EXERCISE
The required answer is a copy of each line in the entries below that includes "ForceMode".

━━━━━ SOURCE RECORDS

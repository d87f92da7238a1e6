//! Rapier3D 物理世界（PhysicsSolver / GroundQuery 参考实现）
//!
//! ## 对应关系
//! | 核心接口 | Rapier |
//! |---------|--------|
//! | BodyHandle | RigidBodyHandle（按生成顺序编号） |
//! | JointHandle | ImpulseJointHandle（球关节） |
//! | set_drive | 每子步把角速度按强度拉向目标旋转 |
//! | set_kinematic | RigidBodyType::KinematicPositionBased / Dynamic |
//! | GroundQuery | 对地面碰撞体逐个射线检测 |

use glam::{Quat, Vec3};
use rapier3d::na::{Point3, Quaternion, Translation3, UnitQuaternion};
use rapier3d::parry::query::RayCast;
use rapier3d::prelude::*;

use super::{BodyHandle, ForceMode, GroundHit, GroundMask, GroundQuery, JointHandle, PhysicsSolver};
use crate::skeleton::BoneTransform;

/// Rapier 世界配置（扁平化）
#[derive(Debug, Clone)]
pub struct RapierWorldConfig {
    /// 重力加速度
    pub gravity: Vec3,
    /// 物理 FPS（固定时间步长 = 1/fps）
    pub fps: f32,
    /// 每次 step 的最大子步数
    pub max_substep_count: u32,
    /// 肌肉驱动收敛速率（1/秒，strength = 1 时），需满足 rate * dt < 2
    pub drive_rate: f32,
    /// 最大线速度，防止穿透后速度爆炸
    pub max_linear_velocity: f32,
    /// 最大角速度
    pub max_angular_velocity: f32,
}

impl Default for RapierWorldConfig {
    fn default() -> Self {
        Self {
            gravity: Vec3::new(0.0, -9.81, 0.0),
            fps: 60.0,
            max_substep_count: 4,
            drive_rate: 20.0,
            max_linear_velocity: 30.0,
            max_angular_velocity: 40.0,
        }
    }
}

/// 单个刚体的驱动与待施加外力
#[derive(Debug, Clone, Copy, Default)]
struct BodySlot {
    handle: Option<RigidBodyHandle>,
    /// 下一次 step 施加的力（已换算为牛顿力）
    pending_force: Vec3,
    /// (目标旋转, 强度)
    drive: Option<(Quat, f32)>,
}

/// Rapier ragdoll 世界
pub struct RapierRagdollWorld {
    pipeline: PhysicsPipeline,
    params: IntegrationParameters,
    islands: IslandManager,
    broad_phase: DefaultBroadPhase,
    narrow_phase: NarrowPhase,
    bodies: RigidBodySet,
    colliders: ColliderSet,
    impulse_joints: ImpulseJointSet,
    multibody_joints: MultibodyJointSet,
    ccd: CCDSolver,
    gravity: Vector<Real>,
    slots: Vec<BodySlot>,
    joints: Vec<ImpulseJointHandle>,
    /// (碰撞体, 层)
    ground: Vec<(ColliderHandle, u32)>,
    config: RapierWorldConfig,
}

impl RapierRagdollWorld {
    pub fn new(config: RapierWorldConfig) -> Self {
        let mut params = IntegrationParameters::default();
        params.dt = 1.0 / config.fps.max(1.0);

        log::info!(
            "[Rapier] FPS={}, 重力=({:.2},{:.2},{:.2}), 最大子步={}",
            config.fps, config.gravity.x, config.gravity.y, config.gravity.z, config.max_substep_count
        );

        Self {
            pipeline: PhysicsPipeline::new(),
            params,
            islands: IslandManager::new(),
            broad_phase: DefaultBroadPhase::new(),
            narrow_phase: NarrowPhase::new(),
            bodies: RigidBodySet::new(),
            colliders: ColliderSet::new(),
            impulse_joints: ImpulseJointSet::new(),
            multibody_joints: MultibodyJointSet::new(),
            ccd: CCDSolver::new(),
            gravity: to_na_vec(config.gravity),
            slots: Vec::new(),
            joints: Vec::new(),
            ground: Vec::new(),
            config,
        }
    }

    /// 添加水平静态地面（上表面位于 `height`）
    pub fn add_ground(&mut self, height: f32, layers: u32) {
        let body = RigidBodyBuilder::fixed()
            .translation(Vector::new(0.0, height - 0.5, 0.0))
            .build();
        let body = self.bodies.insert(body);
        let collider = ColliderBuilder::cuboid(500.0, 0.5, 500.0)
            .collision_groups(InteractionGroups::new(Group::from_bits_truncate(layers), Group::ALL))
            .build();
        let collider = self.colliders.insert_with_parent(collider, body, &mut self.bodies);
        self.ground.push((collider, layers));
    }

    /// 生成一个长方体肢体刚体
    ///
    /// 肢体之间不互相碰撞（由关节约束），只与地面碰撞。
    pub fn spawn_limb(&mut self, transform: BoneTransform, half_extents: Vec3, mass: f32) -> BodyHandle {
        let body = RigidBodyBuilder::dynamic()
            .position(to_na_iso(&transform))
            .build();
        let body = self.bodies.insert(body);

        let collider = ColliderBuilder::cuboid(half_extents.x, half_extents.y, half_extents.z)
            .mass(mass.max(1e-3))
            .collision_groups(InteractionGroups::new(
                Group::GROUP_32,
                Group::ALL.difference(Group::GROUP_32),
            ))
            .build();
        self.colliders.insert_with_parent(collider, body, &mut self.bodies);

        let handle = BodyHandle(self.slots.len() as u32);
        self.slots.push(BodySlot { handle: Some(body), ..BodySlot::default() });
        handle
    }

    /// 用球关节连接两个肢体，`anchor` 为世界空间连接点
    pub fn connect(&mut self, parent: BodyHandle, child: BodyHandle, anchor: Vec3) -> Option<JointHandle> {
        let h1 = self.rapier_handle(parent)?;
        let h2 = self.rapier_handle(child)?;
        let world = Point3::new(anchor.x, anchor.y, anchor.z);
        let local1 = self.bodies.get(h1)?.position().inverse_transform_point(&world);
        let local2 = self.bodies.get(h2)?.position().inverse_transform_point(&world);

        let joint = SphericalJointBuilder::new()
            .local_anchor1(local1)
            .local_anchor2(local2)
            .build();
        let joint = self.impulse_joints.insert(h1, h2, joint, true);

        let handle = JointHandle(self.joints.len() as u32);
        self.joints.push(joint);
        Some(handle)
    }

    /// 推进模拟
    ///
    /// 按固定步长切分子步；外力在所有子步中持续，结束后清空。
    pub fn step(&mut self, delta_time: f32) {
        if delta_time.is_nan() || delta_time <= 0.0 {
            return;
        }
        let fixed_dt = self.params.dt;
        let substeps = ((delta_time / fixed_dt).ceil() as u32).clamp(1, self.config.max_substep_count.max(1));

        for _ in 0..substeps {
            self.apply_body_forces();
            self.pipeline.step(
                &self.gravity,
                &self.params,
                &mut self.islands,
                &mut self.broad_phase,
                &mut self.narrow_phase,
                &mut self.bodies,
                &mut self.colliders,
                &mut self.impulse_joints,
                &mut self.multibody_joints,
                &mut self.ccd,
                None,
                &(),
                &(),
            );
        }

        for slot in &mut self.slots {
            slot.pending_force = Vec3::ZERO;
            if let Some(rb) = slot.handle.and_then(|h| self.bodies.get_mut(h)) {
                rb.reset_forces(false);
                rb.reset_torques(false);
            }
        }
        self.clamp_velocities();
    }

    /// 写入本子步的外力与肌肉驱动
    fn apply_body_forces(&mut self) {
        let rate = self.config.drive_rate;

        for slot in &self.slots {
            let Some(rb) = slot.handle.and_then(|h| self.bodies.get_mut(h)) else {
                continue;
            };
            rb.reset_forces(false);
            rb.reset_torques(false);
            if !rb.is_dynamic() {
                continue;
            }

            if slot.pending_force.length_squared() > 0.0 {
                rb.add_force(to_na_vec(slot.pending_force), true);
            }

            let Some((target, strength)) = slot.drive else {
                continue;
            };
            if strength <= 0.0 {
                continue;
            }
            let current = to_glam_quat(rb.rotation());
            let mut error = target * current.inverse();
            // 最短弧
            if error.w < 0.0 {
                error = -error;
            }
            let (axis, angle) = error.to_axis_angle();
            let angvel = to_glam_vec(rb.angvel());
            let desired = angvel.lerp(axis * angle * rate, strength);
            if desired.is_finite() {
                rb.set_angvel(to_na_vec(desired), true);
            }
        }
    }

    /// 限制刚体速度，防止物理爆炸
    fn clamp_velocities(&mut self) {
        let max_lin = self.config.max_linear_velocity;
        let max_ang = self.config.max_angular_velocity;

        for slot in &self.slots {
            let Some(rb) = slot.handle.and_then(|h| self.bodies.get_mut(h)) else {
                continue;
            };
            if !rb.is_dynamic() {
                continue;
            }
            let linvel = *rb.linvel();
            let lin = linvel.norm();
            if lin > max_lin {
                rb.set_linvel(linvel * (max_lin / lin), true);
            }
            let angvel = *rb.angvel();
            let ang = angvel.norm();
            if ang > max_ang {
                rb.set_angvel(angvel * (max_ang / ang), true);
            }
        }
    }

    fn rapier_handle(&self, body: BodyHandle) -> Option<RigidBodyHandle> {
        self.slots.get(body.0 as usize).and_then(|slot| slot.handle)
    }

    fn rigid_body(&self, body: BodyHandle) -> Option<&RigidBody> {
        self.rapier_handle(body).and_then(|h| self.bodies.get(h))
    }

    fn rigid_body_mut(&mut self, body: BodyHandle) -> Option<&mut RigidBody> {
        let handle = self.rapier_handle(body)?;
        self.bodies.get_mut(handle)
    }

    pub fn body_count(&self) -> usize {
        self.slots.iter().filter(|slot| slot.handle.is_some()).count()
    }

    pub fn joint_count(&self) -> usize {
        self.impulse_joints.len()
    }
}

impl Default for RapierRagdollWorld {
    fn default() -> Self {
        Self::new(RapierWorldConfig::default())
    }
}

impl PhysicsSolver for RapierRagdollWorld {
    fn contains_body(&self, body: BodyHandle) -> bool {
        self.rigid_body(body).is_some()
    }

    fn body_transform(&self, body: BodyHandle) -> Option<BoneTransform> {
        self.rigid_body(body).map(|rb| from_na_iso(rb.position()))
    }

    fn set_body_transform(&mut self, body: BodyHandle, transform: BoneTransform) {
        if let Some(rb) = self.rigid_body_mut(body) {
            rb.set_position(to_na_iso(&transform), true);
        }
    }

    fn linear_velocity(&self, body: BodyHandle) -> Vec3 {
        self.rigid_body(body).map_or(Vec3::ZERO, |rb| to_glam_vec(rb.linvel()))
    }

    fn is_kinematic(&self, body: BodyHandle) -> bool {
        self.rigid_body(body).is_some_and(|rb| rb.is_kinematic())
    }

    fn set_kinematic(&mut self, body: BodyHandle, kinematic: bool) {
        let Some(rb) = self.rigid_body_mut(body) else {
            return;
        };
        if kinematic {
            rb.set_body_type(RigidBodyType::KinematicPositionBased, true);
            rb.set_linvel(Vector::zeros(), true);
            rb.set_angvel(Vector::zeros(), true);
        } else {
            rb.set_body_type(RigidBodyType::Dynamic, true);
        }
    }

    fn apply_force(&mut self, body: BodyHandle, force: Vec3, mode: ForceMode) {
        let Some(mass) = self.rigid_body(body).map(|rb| rb.mass()) else {
            return;
        };
        let force = match mode {
            ForceMode::Force => force,
            ForceMode::Acceleration => force * mass,
        };
        if let Some(slot) = self.slots.get_mut(body.0 as usize) {
            slot.pending_force += force;
        }
    }

    fn set_drive(&mut self, body: BodyHandle, _joint: Option<JointHandle>, target_rotation: Quat, strength: f32) {
        if let Some(slot) = self.slots.get_mut(body.0 as usize) {
            if slot.handle.is_some() {
                slot.drive = Some((target_rotation.normalize(), strength.clamp(0.0, 1.0)));
            }
        }
    }

    fn remove_body(&mut self, body: BodyHandle) {
        let Some(slot) = self.slots.get_mut(body.0 as usize) else {
            return;
        };
        if let Some(handle) = slot.handle.take() {
            self.bodies.remove(
                handle,
                &mut self.islands,
                &mut self.colliders,
                &mut self.impulse_joints,
                &mut self.multibody_joints,
                true,
            );
        }
        slot.drive = None;
        slot.pending_force = Vec3::ZERO;
    }
}

impl GroundQuery for RapierRagdollWorld {
    fn raycast(&self, origin: Vec3, direction: Vec3, max_distance: f32, mask: GroundMask) -> Option<GroundHit> {
        let direction = direction.try_normalize()?;
        let ray = Ray::new(Point3::new(origin.x, origin.y, origin.z), to_na_vec(direction));

        let mut best: Option<f32> = None;
        for (handle, layers) in &self.ground {
            if !mask.intersects(*layers) {
                continue;
            }
            let Some(collider) = self.colliders.get(*handle) else {
                continue;
            };
            if let Some(toi) = collider.shape().cast_ray(collider.position(), &ray, max_distance, true) {
                if best.map_or(true, |b| toi < b) {
                    best = Some(toi);
                }
            }
        }

        best.map(|distance| GroundHit {
            point: origin + direction * distance,
            normal: -direction,
            distance,
        })
    }
}

// ============================================================================
// glam ↔ nalgebra
// ============================================================================

#[inline]
fn to_na_vec(v: Vec3) -> Vector<Real> {
    Vector::new(v.x, v.y, v.z)
}

#[inline]
fn to_glam_vec(v: &Vector<Real>) -> Vec3 {
    Vec3::new(v.x, v.y, v.z)
}

#[inline]
fn to_glam_quat(q: &UnitQuaternion<Real>) -> Quat {
    let c = q.coords;
    Quat::from_xyzw(c.x, c.y, c.z, c.w)
}

#[inline]
fn to_na_iso(t: &BoneTransform) -> Isometry<Real> {
    let q = t.rotation.normalize();
    Isometry::from_parts(
        Translation3::new(t.translation.x, t.translation.y, t.translation.z),
        UnitQuaternion::from_quaternion(Quaternion::new(q.w, q.x, q.y, q.z)),
    )
}

#[inline]
fn from_na_iso(iso: &Isometry<Real>) -> BoneTransform {
    BoneTransform::from_rotation_translation(
        to_glam_quat(&iso.rotation),
        to_glam_vec(&iso.translation.vector),
    )
}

━━━━━━━━━━

SOLUTION
use super::{BodyHandle, ForceMode, GroundHit, GroundMask, GroundQuery, JointHandle, PhysicsSolver};
    fn apply_force(&mut self, body: BodyHandle, force: Vec3, mode: ForceMode) {
            ForceMode::Force => force,
            ForceMode::Acceleration => force * mass,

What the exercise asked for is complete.